US House Moves To Limit Car Seizures
US House of Representatives votes unanimously to block local police from seizing cars and other property under federal rules.

Rep. Tim Walberg

The US House of Representatives decided last week to limit the federal government’s ability to work with local law enforcement to take cars away from motorists who have not been convicted of any crime. By a voice vote, lawmakers adopted an amendment to the Justice Department funding bill restoring a prohibition on “adoptive seizures” that allow local law enforcement to turn cases over to federal agents who operate with few restrictions on confiscation.

“These forfeiture options provide a loophole that helps local law enforcement evade stricter state laws — like my own in Michigan — governing civil asset forfeiture by seizing property and transferring it to federal authorities in exchange for up to 80 percent of forfeiture proceeds,” Representative Tim Walberg (R-Michigan) explained on the House floor. “For many years, I have worked in a bipartisan way to shine a light on civil asset forfeiture abuses.”

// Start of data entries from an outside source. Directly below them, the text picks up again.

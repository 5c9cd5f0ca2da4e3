//! Core data structures
//!
//! - **matrix**: labeled sector matrix used by every pipeline stage
//! - **snapshot**: JSON save/load of matrices with integrity fingerprint

pub mod matrix;
pub mod snapshot;

pub use matrix::{round_dp, MatrixError, SectorMatrix, TagColumn};
pub use snapshot::MatrixSnapshot;
//! Domain models for launches and circuits

pub mod circuit;
pub mod record;

// Re-exports
pub use circuit::{Circuit, CircuitError, CircuitTable};
pub use record::{Field, FieldValue, RecordDraft, RecordError, TransactionRecord};
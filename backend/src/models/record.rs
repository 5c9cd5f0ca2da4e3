//! Transaction record model
//!
//! A launch is a single transaction between a selling and a buying agent.
//! Its data is entered field by field into a [`RecordDraft`] and, once the
//! required fields are present, frozen into an immutable
//! [`TransactionRecord`] that the matrix builder consumes.
//!
//! # Write-once fields
//!
//! A draft field, once set, cannot be overwritten without an explicit
//! [`RecordDraft::remove`]. Presence is tracked explicitly, so a stored
//! `0.0` or empty string counts as set.

use serde::{Deserialize, Serialize};
use std::collections::BTreeMap;
use std::fmt;
use std::str::FromStr;
use thiserror::Error;

/// Errors raised while entering or validating record data
#[derive(Debug, Error, PartialEq)]
pub enum RecordError {
    #[error("Unknown field name: {0}")]
    UnknownField(String),

    #[error("Required field {0} is missing")]
    MissingField(Field),

    #[error("Field {field} must be {expected}")]
    WrongKind { field: Field, expected: &'static str },
}

/// Canonical launch schema
#[derive(Debug, Clone, Copy, PartialEq, Eq, PartialOrd, Ord, Hash, Serialize, Deserialize)]
pub enum Field {
    SellerName,
    SellerLocation,
    SellerType,
    SellerSectorI,
    SellerSectorII,
    SellerSectorIII,
    BuyerName,
    BuyerLocation,
    BuyerType,
    BuyerSectorI,
    BuyerSectorII,
    BuyerSectorIII,
    Product,
    Unit,
    Quantity,
    SurveyPrice,
    AgentPrice,
    AlphaSectorPrice,
    BasePrice,
    Value,
    SellerAgentCount,
    BuyerAgentCount,
    CircuitNumber,
    LaunchNumber,
    CircuitStatus,
    LaunchStatus,
}

impl Field {
    pub const ALL: [Field; 26] = [
        Field::SellerName,
        Field::SellerLocation,
        Field::SellerType,
        Field::SellerSectorI,
        Field::SellerSectorII,
        Field::SellerSectorIII,
        Field::BuyerName,
        Field::BuyerLocation,
        Field::BuyerType,
        Field::BuyerSectorI,
        Field::BuyerSectorII,
        Field::BuyerSectorIII,
        Field::Product,
        Field::Unit,
        Field::Quantity,
        Field::SurveyPrice,
        Field::AgentPrice,
        Field::AlphaSectorPrice,
        Field::BasePrice,
        Field::Value,
        Field::SellerAgentCount,
        Field::BuyerAgentCount,
        Field::CircuitNumber,
        Field::LaunchNumber,
        Field::CircuitStatus,
        Field::LaunchStatus,
    ];

    /// Fields every validated record must carry
    pub const REQUIRED: [Field; 5] = [
        Field::SellerSectorI,
        Field::BuyerSectorI,
        Field::Product,
        Field::Quantity,
        Field::Value,
    ];

    pub fn name(&self) -> &'static str {
        match self {
            Field::SellerName => "SellerName",
            Field::SellerLocation => "SellerLocation",
            Field::SellerType => "SellerType",
            Field::SellerSectorI => "SellerSectorI",
            Field::SellerSectorII => "SellerSectorII",
            Field::SellerSectorIII => "SellerSectorIII",
            Field::BuyerName => "BuyerName",
            Field::BuyerLocation => "BuyerLocation",
            Field::BuyerType => "BuyerType",
            Field::BuyerSectorI => "BuyerSectorI",
            Field::BuyerSectorII => "BuyerSectorII",
            Field::BuyerSectorIII => "BuyerSectorIII",
            Field::Product => "Product",
            Field::Unit => "Unit",
            Field::Quantity => "Quantity",
            Field::SurveyPrice => "SurveyPrice",
            Field::AgentPrice => "AgentPrice",
            Field::AlphaSectorPrice => "AlphaSectorPrice",
            Field::BasePrice => "BasePrice",
            Field::Value => "Value",
            Field::SellerAgentCount => "SellerAgentCount",
            Field::BuyerAgentCount => "BuyerAgentCount",
            Field::CircuitNumber => "CircuitNumber",
            Field::LaunchNumber => "LaunchNumber",
            Field::CircuitStatus => "CircuitStatus",
            Field::LaunchStatus => "LaunchStatus",
        }
    }
}

impl fmt::Display for Field {
    fn fmt(&self, f: &mut fmt::Formatter<'_>) -> fmt::Result {
        f.write_str(self.name())
    }
}

impl FromStr for Field {
    type Err = RecordError;

    fn from_str(s: &str) -> Result<Self, Self::Err> {
        Field::ALL
            .iter()
            .copied()
            .find(|field| field.name() == s)
            .ok_or_else(|| RecordError::UnknownField(s.to_string()))
    }
}

/// A single field value
#[derive(Debug, Clone, PartialEq, Serialize, Deserialize)]
#[serde(untagged)]
pub enum FieldValue {
    Number(f64),
    Text(String),
}

impl FieldValue {
    pub fn as_number(&self) -> Option<f64> {
        match self {
            FieldValue::Number(n) => Some(*n),
            FieldValue::Text(_) => None,
        }
    }

    pub fn as_text(&self) -> Option<&str> {
        match self {
            FieldValue::Text(s) => Some(s),
            FieldValue::Number(_) => None,
        }
    }
}

impl From<f64> for FieldValue {
    fn from(n: f64) -> Self {
        FieldValue::Number(n)
    }
}

impl From<&str> for FieldValue {
    fn from(s: &str) -> Self {
        FieldValue::Text(s.to_string())
    }
}

impl From<String> for FieldValue {
    fn from(s: String) -> Self {
        FieldValue::Text(s)
    }
}

/// Mutable entry form for one launch
///
/// # Example
///
/// ```rust
/// use regional_io_core_rs::models::record::{Field, RecordDraft};
///
/// let mut draft = RecordDraft::new();
/// assert!(draft.set_if_absent(Field::Quantity, 0.0));
/// assert!(!draft.set_if_absent(Field::Quantity, 5.0)); // write-once
///
/// draft.remove(Field::Quantity);
/// assert!(draft.set_if_absent(Field::Quantity, 5.0));
/// ```
#[derive(Debug, Clone, Default)]
pub struct RecordDraft {
    values: BTreeMap<Field, FieldValue>,
}

impl RecordDraft {
    pub fn new() -> Self {
        Self::default()
    }

    /// Store `value` unless the field is already set
    ///
    /// Returns `true` if the value was stored.
    pub fn set_if_absent(&mut self, field: Field, value: impl Into<FieldValue>) -> bool {
        if self.values.contains_key(&field) {
            return false;
        }
        self.values.insert(field, value.into());
        true
    }

    /// Store a value addressed by field name
    pub fn input(&mut self, name: &str, value: impl Into<FieldValue>) -> Result<bool, RecordError> {
        let field = name.parse::<Field>()?;
        Ok(self.set_if_absent(field, value))
    }

    /// Clear a field so it can be set again
    pub fn remove(&mut self, field: Field) -> Option<FieldValue> {
        self.values.remove(&field)
    }

    pub fn get(&self, field: Field) -> Option<&FieldValue> {
        self.values.get(&field)
    }

    /// Every schema field with its current value, if any
    pub fn check_data(&self) -> Vec<(Field, Option<&FieldValue>)> {
        Field::ALL
            .iter()
            .map(|field| (*field, self.values.get(field)))
            .collect()
    }

    /// Freeze into a record
    ///
    /// Sector and product fields must be text; quantity and value must be
    /// numeric.
    pub fn validate(self) -> Result<TransactionRecord, RecordError> {
        for field in Field::REQUIRED {
            let value = self.values.get(&field).ok_or(RecordError::MissingField(field))?;
            match field {
                Field::Quantity | Field::Value => {
                    if value.as_number().is_none() {
                        return Err(RecordError::WrongKind {
                            field,
                            expected: "numeric",
                        });
                    }
                }
                _ => {
                    if value.as_text().is_none() {
                        return Err(RecordError::WrongKind {
                            field,
                            expected: "text",
                        });
                    }
                }
            }
        }
        Ok(TransactionRecord {
            values: self.values,
        })
    }
}

/// Validated, immutable launch
#[derive(Debug, Clone, PartialEq, Serialize, Deserialize)]
pub struct TransactionRecord {
    values: BTreeMap<Field, FieldValue>,
}

impl TransactionRecord {
    pub fn get(&self, field: Field) -> Option<&FieldValue> {
        self.values.get(&field)
    }

    pub fn text(&self, field: Field) -> Option<&str> {
        self.get(field).and_then(FieldValue::as_text)
    }

    pub fn number(&self, field: Field) -> Option<f64> {
        self.get(field).and_then(FieldValue::as_number)
    }

    pub fn fields(&self) -> impl Iterator<Item = (&Field, &FieldValue)> {
        self.values.iter()
    }
}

Walberg also introduced a more comprehensive civil asset forfeiture reform bill called the Fair Act, which has twelve Democratic and seven Republican cosponsors. Despite the bipartisan support, the current ideological split between the House and Senate means the only sure-fire way to pass legislation is to add it to the “must pass” end-of-year spending legislation as Walberg did last week. A coalition of conservative groups like Campaign for Liberty and the Heritage Foundation have joined with liberal groups like the American Civil Liberties Union (ACLU) and the NAACP along with non-partisan groups like the National Motorists Association to urge final passage of the funding bill with Walberg’s amendment.

“Federal law enforcement can confiscate property it seizes from individuals and businesses without ever filing criminal charges,” the coalition letter explained. “Those property owners must then navigate a legal system that is stacked against them if they are to have a chance to get their property back… Even worse, the agency taking the property typically gets to keep the proceeds, which poses an obvious financial incentive to engage in this practice.”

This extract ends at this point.